Hummel verpasst knapp den heimsieg – norris setzt sich durch!

Halle (Saale) – Ein Paukenschlag bei den Halleschen Werfertagen: Merlin Hummel, Deutschlands bester Hammerwerfer, musste sich am Samstag dem Briten Jake Norris geschlagen geben. Der Vize-Weltmeister verpasste den Sieg in seiner Heimatstadt denkbar knapp.

Ein duell auf augenhöhe

Ein duell auf augenhöhe

Vor ausverkauftem Haus lieferten sich Hummel und Norris einen packenden Kampf um die Spitzenposition. Hummel, der im vergangenen Jahr bei der WM in Tokio sensationell Silber gewann und sich dabei auf 82,77 Meter verbesserte, zeigte im ersten Durchgang mit 77,64 Metern eine respektable Leistung. Doch Norris konterte eine Runde später mit einem Wurf auf 77,76 Meter und sicherte sich damit den Sieg. Die geringe Differenz von nur einer Dezimalstelle verdeutlicht die Spannung und das hohe Niveau des Wettbewerbs.

Hummel wirkte nach dem Wettbewerb enttäuscht, zeigte sich aber dennoch sportlich fair. „Es war ein guter erster Wettkampf in dieser Saison“, sagte er. „Jake hat heute einfach die bessere Leistung gezeigt. Ich werde weiter hart arbeiten und mich auf die Europameisterschaften im August in Birmingham vorbereiten.“ Dort zählt er zu den deutschen Medaillenhoffnungen und will seine Form deutlich steigern.

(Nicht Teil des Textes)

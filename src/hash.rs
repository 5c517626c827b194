//! Stable string hashing for partition and bucket assignment.
//!
//! The values produced here decide which partition a record is published to,
//! so they must never change between releases. `std`'s `DefaultHasher` makes no
//! such promise; this uses the classic 31-multiplier polynomial over UTF-16
//! code units with wrapping 32-bit arithmetic.

/// Hash a string to a signed 32-bit value.
pub fn hash(value: &str) -> i32 {
    value
        .encode_utf16()
        .fold(0i32, |acc, unit| acc.wrapping_mul(31).wrapping_add(unit as i32))
}

/// Map a key onto `[0, bucket_count)`.
///
/// # Panics
///
/// Panics if `bucket_count` is 0.
pub fn bucket_number(key: &str, bucket_count: u32) -> u32 {
    assert!(bucket_count > 0, "bucket count must be at least 1");
    i64::from(hash(key)).rem_euclid(i64::from(bucket_count)) as u32
}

Die Zuschauer sahen einen Wettkampf auf höchstem Niveau, der die Stärken beider Athleten demonstrierte. Norris, der sich in den letzten Jahren zu einem ernsthaften Herausforderer auf internationaler Ebene entwickelt hat, präsentierte sich in Topform. Hummel hingegen zeigte, dass er trotz des Rückschlags weiterhin zu den besten Hammerwerfern der Welt gehört. Die Frage, wer im August in Birmingham die Oberhand behalten wird, bleibt offen.

Die Halleschen Werfertage boten nicht nur spannende Wettkämpfe, sondern auch einen Einblick in die Zukunft des Hammerwerfens. Junge Talente zeigten ihr Potenzial und sorgten für zusätzliche Begeisterung. Die Veranstaltung unterstrich einmal mehr die Bedeutung des Sports für die Region und das Land.